I am disturbed to have been accused by Mavros of recklessness for having raised the issue of racism. To deny racism on the basis of a purist argument about definitions and motivations is to be recklessly indifferent to the potential consequences of racial stereotypes and derision in the media.


Urban Spinifex said...

An excellent post.

Whether born of racism or vulgar parochialism, the stereotyping of Trujillo irritates me for the reasons you have mentioned, but also because they erode the credibility and visibility of the objective, thoughtful criticism of a CEO I consider to have done a very poor job.
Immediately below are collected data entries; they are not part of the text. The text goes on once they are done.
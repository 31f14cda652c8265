use anyhow::{Context, Result};
use figment::providers::{Env, Format, Serialized, Yaml};
use figment::Figment;
use thiserror::Error;

use super::Config;

#[derive(Debug, Error)]
pub enum ConfigError {
    #[error("server.bind_address cannot be empty")]
    EmptyBindAddress,

    #[error("database.path cannot be empty")]
    EmptyDatabasePath,

    #[error("database.max_connections must be at least 1")]
    InvalidMaxConnections,

    #[error("batch interval must be at least 1 minute: {0}")]
    InvalidBatchInterval(&'static str),

    #[error("locking.stale_lock_timeout_minutes must be positive")]
    InvalidStaleLockTimeout,

    #[error("invalid log level: {0}. Must be one of: trace, debug, info, warn, error")]
    InvalidLogLevel(String),

    #[error("invalid log format: {0}. Must be one of: json, pretty")]
    InvalidLogFormat(String),

    #[error("invalid upstream.forge_kind: {0}. Must be one of: github-like, gitlab-like")]
    InvalidForgeKind(String),
}

/// Layered loader, matching the teacher's precedence order:
/// defaults → project yaml → local yaml → env (highest).
pub struct ConfigLoader;

impl ConfigLoader {
    /// Precedence (lowest to highest): programmatic defaults,
    /// `fleetctl.yaml`, `fleetctl.local.yaml`, `FLEETCTL_*` env vars.
    pub fn load() -> Result<Config> {
        let config: Config = Figment::new()
            .merge(Serialized::defaults(Config::default()))
            .merge(Yaml::file("fleetctl.yaml"))
            .merge(Yaml::file("fleetctl.local.yaml"))
            .merge(Env::prefixed("FLEETCTL_").split("__"))
            .extract()
            .context("failed to extract configuration from figment")?;

        Self::validate(&config)?;
        Ok(config)
    }

    pub fn load_from_file(path: impl AsRef<std::path::Path>) -> Result<Config> {
        let config: Config = Figment::new()
            .merge(Serialized::defaults(Config::default()))
            .merge(Yaml::file(path.as_ref()))
            .extract()
            .with_context(|| format!("failed to load config from {}", path.as_ref().display()))?;

        Self::validate(&config)?;
        Ok(config)
    }

    pub fn validate(config: &Config) -> Result<(), ConfigError> {
        if config.server.bind_address.is_empty() {
            return Err(ConfigError::EmptyBindAddress);
        }
        if config.database.path.is_empty() {
            return Err(ConfigError::EmptyDatabasePath);
        }
        if config.database.max_connections == 0 {
            return Err(ConfigError::InvalidMaxConnections);
        }
        if config.batch.default_registry_sweep_interval_minutes == 0 {
            return Err(ConfigError::InvalidBatchInterval("default_registry_sweep_interval_minutes"));
        }
        if config.batch.default_tracked_app_sweep_interval_minutes == 0 {
            return Err(ConfigError::InvalidBatchInterval("default_tracked_app_sweep_interval_minutes"));
        }
        if config.locking.stale_lock_timeout_minutes <= 0 {
            return Err(ConfigError::InvalidStaleLockTimeout);
        }

        let valid_log_levels = ["trace", "debug", "info", "warn", "error"];
        if !valid_log_levels.contains(&config.logging.level.as_str()) {
            return Err(ConfigError::InvalidLogLevel(config.logging.level.clone()));
        }
        let valid_log_formats = ["json", "pretty"];
        if !valid_log_formats.contains(&config.logging.format.as_str()) {
            return Err(ConfigError::InvalidLogFormat(config.logging.format.clone()));
        }

        let valid_forge_kinds = ["github-like", "gitlab-like"];
        if !valid_forge_kinds.contains(&config.upstream.forge_kind.as_str()) {
            return Err(ConfigError::InvalidForgeKind(config.upstream.forge_kind.clone()));
        }

        Ok(())
    }
}

#[cfg(test)]
mod tests {
    use super::*;

    #[test]
    fn default_config_is_valid() {
        let config = Config::default();
        ConfigLoader::validate(&config).expect("default config should be valid");
    }

    #[test]
    fn rejects_empty_database_path() {
        let mut config = Config::default();
        config.database.path = String::new();
        assert!(matches!(ConfigLoader::validate(&config), Err(ConfigError::EmptyDatabasePath)));
    }

    #[test]
    fn rejects_unknown_log_level() {
        let mut config = Config::default();
        config.logging.level = "verbose".to_string();
        assert!(matches!(ConfigLoader::validate(&config), Err(ConfigError::InvalidLogLevel(_))));
    }

    #[test]
    fn yaml_overrides_merge_over_defaults() {
        let yaml = "server:\n  bind_address: \"127.0.0.1:9090\"\nlogging:\n  level: debug\n";
        let config: Config = Figment::new().merge(Serialized::defaults(Config::default())).merge(Yaml::string(yaml)).extract().unwrap();

        assert_eq!(config.server.bind_address, "127.0.0.1:9090");
        assert_eq!(config.logging.level, "debug");
        assert_eq!(config.logging.format, "pretty", "unset fields should keep the default");
    }
}
//! Concrete implementations of the `domain::ports` boundaries: SQLite
//! persistence, the upstream-provider HTTP clients, the endpoint RPC
//! client, and the environment-backed credential provider.

pub mod credentials;
pub mod endpoint_client;
pub mod forge_client;
pub mod registry_client;
pub mod sqlite;

pub use credentials::EnvCredentialProvider;
pub use endpoint_client::HttpEndpointClient;
pub use forge_client::{ForgeClient, ForgeKind};
pub use registry_client::RegistryClient;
The rightful condemnation of the childish (and seemingly endless) reference to his nationality by sections of the media, has taken attention away from the commentary that has focused on the way Telstra's service and customer focus has become (in my opinion) so much worse under his leadership.

On a less serious note, I adore the fact that Sydnesiders refer to Melburnians as Mexicans. Implicit in the attempted jibe is the fact that this makes Sydneysiders Americans.

At the risk of resorting to vulgar parochialism myself, I am, comparatively speaking, quite happy to be a Melburnian Mexican.

Sarah said...

I agree with you whole heartedly on this. I have noticed the same thing since I moved to Oz a year and a half ago. Here are a few sample headlines for your readers:

Sol's last amigo walks

Another Trujillo amigo heads home

Telstra on hold as the top amigo Sol Trujillo leaves

Sol finds an amigo in media


Trujillo makes 'amigo' his right hand man


Last of the 'three amigos' saddles up

Adios amigo: Sol strikes camp

Amigo's adios is a problem for Sol

Bienvenido a América, Señor Trujillo!

Was Sol Trujillo worth it? Si, senor

Trujillo says adios as Telstra reports flat earnings

It amazes me that, somehow, this is viewed as just playful humour. It seems to be okay to people because Mexicans are so uncommon in Australia. In jest or with malicious intent, I have to say that the "joke" is getting really old.